# Baseline for JB test assignment
Method name prediction is a popular problem in ML for SE domain. In addition to its practical value, it serves as a popular benchmark for models aiming at source code understanding.

In the [code2seq](https://github.com/tech-srl/code2seq) work authors suggested several datasets for method name prediction. To speed up experiments, we will use **only 10%** of Java-small dataset. **Please, do not use data other than the selected 10% to train and validate models.**

The goal of this task is to **improve the quality of a method name prediction model**. As the solution, you can either submit a modified notebook, or a link to GitHub repository. In both cases, we ask you to document everything that you try and report which ideas gave the most benefit!

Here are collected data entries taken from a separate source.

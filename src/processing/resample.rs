//! Aspect-preserving resampling used to align rasters before blending.

use fast_image_resize as fir;
use tracing::debug;

use crate::error::Error;
use crate::particles::raster::{RasterImage, RasterView};
use crate::processing::layout::{fit_within, letterbox};

const OPAQUE_BLACK: [u8; 4] = [0, 0, 0, 255];

/// Scales `src` to exactly `target_w x target_h` RGBA8 pixels.
pub fn resize_rgba(src: RasterView<'_>, target_w: u32, target_h: u32) -> Result<Vec<u8>, Error> {
    if target_w == 0 || target_h == 0 {
        return Err(Error::Resize("resize dimensions must be positive".into()));
    }
    if src.dimensions() == (target_w, target_h) {
        return Ok(src.pixels().to_vec());
    }

    let src_view = fir::images::ImageRef::new(
        src.width(),
        src.height(),
        src.pixels(),
        fir::PixelType::U8x4,
    )
    .map_err(|err| Error::Resize(err.to_string()))?;
    let mut dst_image = fir::images::Image::new(target_w, target_h, fir::PixelType::U8x4);
    let options = fir::ResizeOptions::new()
        .resize_alg(fir::ResizeAlg::Convolution(fir::FilterType::CatmullRom));
    let mut resizer = fir::Resizer::new();
    resizer
        .resize(&src_view, &mut dst_image, Some(&options))
        .map_err(|err| Error::Resize(err.to_string()))?;
    Ok(dst_image.into_vec())
}

/// Letterboxes `src` into a `target_w x target_h` canvas of opaque black.
///
/// The source is contain-fit (uniform scale, aspect preserved), centered, and
/// composited source-over onto the black fill, so the result is fully opaque.
/// The returned buffer always holds exactly `target_w * target_h * 4` bytes.
pub fn resample(src: RasterView<'_>, target_w: u32, target_h: u32) -> Result<Vec<u8>, Error> {
    let stride = target_w as usize * 4;
    let mut out = OPAQUE_BLACK.repeat(target_w as usize * target_h as usize);

    let Some(placement) = letterbox(target_w, target_h, src.width(), src.height()) else {
        return Ok(out);
    };
    let scaled = resize_rgba(src, placement.scaled_w, placement.scaled_h)?;
    let row_bytes = placement.scaled_w as usize * 4;

    for (row, src_row) in scaled.chunks_exact(row_bytes).enumerate() {
        let y = placement.offset_y as usize + row;
        let start = y * stride + placement.offset_x as usize * 4;
        let dst_row = &mut out[start..start + row_bytes];
        for (dst, px) in dst_row.chunks_exact_mut(4).zip(src_row.chunks_exact(4)) {
            let alpha = u16::from(px[3]);
            for c in 0..3 {
                dst[c] = ((u16::from(px[c]) * alpha + 127) / 255) as u8;
            }
            dst[3] = 255;
        }
    }

    debug!(
        src_w = src.width(),
        src_h = src.height(),
        target_w,
        target_h,
        scaled_w = placement.scaled_w,
        scaled_h = placement.scaled_h,
        "resampled raster"
    );
    Ok(out)
}

/// Shrinks `image` so that neither side exceeds `max_dim`.
pub fn downscale_to_fit(image: RasterImage, max_dim: u32) -> Result<RasterImage, Error> {
    let (w, h) = image.dimensions();
    if image.is_empty() || (w <= max_dim && h <= max_dim) {
        return Ok(image);
    }
    let (target_w, target_h) = fit_within(w, h, max_dim);
    let pixels = resize_rgba(image.view(), target_w, target_h)?;
    debug!(
        name = image.name(),
        from_w = w,
        from_h = h,
        to_w = target_w,
        to_h = target_h,
        "downscaled image"
    );
    RasterImage::new(image.name(), target_w, target_h, pixels)
}

#[cfg(test)]
mod tests {
    use super::*;

    fn solid(w: u32, h: u32, rgba: [u8; 4]) -> RasterImage {
        RasterImage::new("solid", w, h, rgba.repeat((w * h) as usize)).unwrap()
    }

    #[test]
    fn pads_with_opaque_black() {
        let src = solid(2, 1, [255, 255, 255, 255]);
        let out = resample(src.view(), 2, 3).unwrap();
        assert_eq!(out.len(), 2 * 3 * 4);
        // top and bottom rows are padding, middle row is the image
        assert_eq!(&out[0..4], &OPAQUE_BLACK);
        assert_eq!(&out[8..12], &[255, 255, 255, 255]);
        assert_eq!(&out[16..20], &OPAQUE_BLACK);
    }

    #[test]
    fn premultiplies_transparent_source() {
        let src = solid(1, 1, [200, 100, 50, 0]);
        let out = resample(src.view(), 1, 1).unwrap();
        assert_eq!(out, vec![0, 0, 0, 255]);
    }

    #[test]
    fn empty_source_yields_black_canvas() {
        let src = RasterImage::new("empty", 0, 0, Vec::new()).unwrap();
        let out = resample(src.view(), 3, 2).unwrap();
        assert_eq!(out, OPAQUE_BLACK.repeat(6));
    }

    #[test]
    fn downscale_keeps_name_and_bounds() {
        let src = solid(400, 100, [10, 20, 30, 255]);
        let out = downscale_to_fit(src, 200).unwrap();
        assert_eq!(out.dimensions(), (200, 50));
        assert_eq!(out.name(), "solid");
    }
}
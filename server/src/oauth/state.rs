use rand::{thread_rng, RngCore};

/// Number of random bytes behind each anti-forgery state value
const STATE_BYTES: usize = 32;

/// Generate a fresh, URL-safe anti-forgery value for one login attempt
pub fn generate_state() -> String {
    use base64::{engine::general_purpose::URL_SAFE_NO_PAD, Engine};

    let mut bytes = [0u8; STATE_BYTES];
    thread_rng().fill_bytes(&mut bytes);

    URL_SAFE_NO_PAD.encode(bytes)
}

/// Compare the state echoed by the provider with the one we issued
///
/// Runs in time independent of where the values first differ.
pub fn state_matches(expected: &str, received: &str) -> bool {
    let (expected, received) = (expected.as_bytes(), received.as_bytes());
    if expected.len() != received.len() {
        return false;
    }

    expected
        .iter()
        .zip(received)
        .fold(0u8, |acc, (a, b)| acc | (a ^ b))
        == 0
}

#[cfg(test)]
mod tests {
    use super::*;

    #[test]
    fn test_generated_state_is_url_safe() {
        let state = generate_state();

        // 32 bytes base64url without padding
        assert_eq!(state.len(), 43);
        assert!(state
            .chars()
            .all(|c| c.is_ascii_alphanumeric() || c == '-' || c == '_'));
    }

    #[test]
    fn test_generated_states_are_unique() {
        assert_ne!(generate_state(), generate_state());
    }

    #[test]
    fn test_state_matches() {
        let state = generate_state();

        assert!(state_matches(&state, &state.clone()));
        assert!(!state_matches(&state, &generate_state()));
        assert!(!state_matches(&state, ""));
        assert!(!state_matches("abc", "abcd"));
    }
}
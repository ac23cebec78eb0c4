use std::time::Duration;

use axum::{
    http::{header, HeaderName, Method},
    routing::{get, post},
};
use tower_cookies::CookieManagerLayer;
use tower_http::cors::CorsLayer;

use crate::state::AppState;

pub mod auth;
pub mod payment;

/// Build the application router with all routes
pub fn routes(app_state: AppState) -> axum::Router {
    let cors = cors_layer(&app_state);

    axum::Router::new()
        // Google OAuth routes
        .route("/auth/login", get(auth::login))
        .route("/auth/callback", get(auth::callback))
        // Session routes
        .route("/auth/me", get(auth::me))
        .route("/auth/logout", post(auth::logout))
        // Payment routes
        .route("/api/create-setup-intent", post(payment::create_setup_intent))
        .layer(CookieManagerLayer::new())
        .layer(cors)
        // Add trace layer for debugging
        .layer(tower_http::trace::TraceLayer::new_for_http())
        .with_state(app_state)
}

/// The browser frontend is served from a different origin and sends cookies
fn cors_layer(app_state: &AppState) -> CorsLayer {
    CorsLayer::new()
        .allow_origin(app_state.config.cors_allowed_origin.clone())
        .allow_methods([
            Method::GET,
            Method::POST,
            Method::PUT,
            Method::DELETE,
            Method::OPTIONS,
        ])
        .allow_headers([
            header::ACCEPT,
            header::AUTHORIZATION,
            header::CONTENT_TYPE,
            HeaderName::from_static("x-csrf-token"),
        ])
        .expose_headers([header::LINK])
        .allow_credentials(true)
        .max_age(Duration::from_secs(300))
}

To ease experimenting, we provide you a simple pipeilne:
* Data loading and preparation
* Baseline encoder-decoder model that uses pre-trained [CodeBERT](https://github.com/microsoft/CodeBERT) as an encoder and a BERT decoder
* Computation of widely used metrics for this task
* Train baseline model and report the results



## Data collection

Here, we generate a subsample of ~10% methods from the Java-small dataset.

In [1]:
# !pip install tree_sitter

In [2]:
# !pip install --upgrade transformers datasets

In [3]:
# !mkdir data && \
#     cd data && \
#     wget https://s3.amazonaws.com/code2seq/datasets/java-small.tar.gz && \
#     tar -xzf java-small.tar.gz

In [4]:
import os
import re
from pathlib import Path
from tree_sitter import Language, Parser, TreeCursor, Node
from typing import List, Tuple, Dict
from tqdm.auto import tqdm
from collections import namedtuple

os.environ['CUDA_DEVICE_ORDER']= 'PCI_BUS_ID'

gpus = [2]
os.environ['CUDA_VISIBLE_DEVICES'] = ','.join(map(str, gpus))

NUM_GPUS = len(gpus)

### Download data

### Extract 10% of files from each project

In [5]:
DATA_ROOT = Path("data/java-small")
TRAIN_ROOT = DATA_ROOT / "training"
VAL_ROOT = DATA_ROOT / "validation"
TEST_ROOT = DATA_ROOT / "test"
K = 10

def extract_files_subsample(root: Path, kth: int) -> List[Path]:
    """
    Extract every kth file from each project and return all file paths
    """
    files = []
    for project in os.listdir(root):
        project_files = sorted(os.listdir(root / project))[::kth]
        files += [root / project / filename for filename in project_files]
    return files

train_files = extract_files_subsample(TRAIN_ROOT, K)
val_files = extract_files_subsample(VAL_ROOT, K)
test_files = extract_files_subsample(TEST_ROOT, K)

In [6]:
len(train_files), len(val_files), len(test_files)

(8944, 188, 527)

### Setup tree-sitter to parse Java


In [7]:
!git clone https://github.com/tree-sitter/tree-sitter-java

Language.build_library('build/my-languages.so', ['tree-sitter-java'])
JAVA_LANGUAGE = Language('build/my-languages.so', 'java')
parser = Parser()
parser.set_language(JAVA_LANGUAGE)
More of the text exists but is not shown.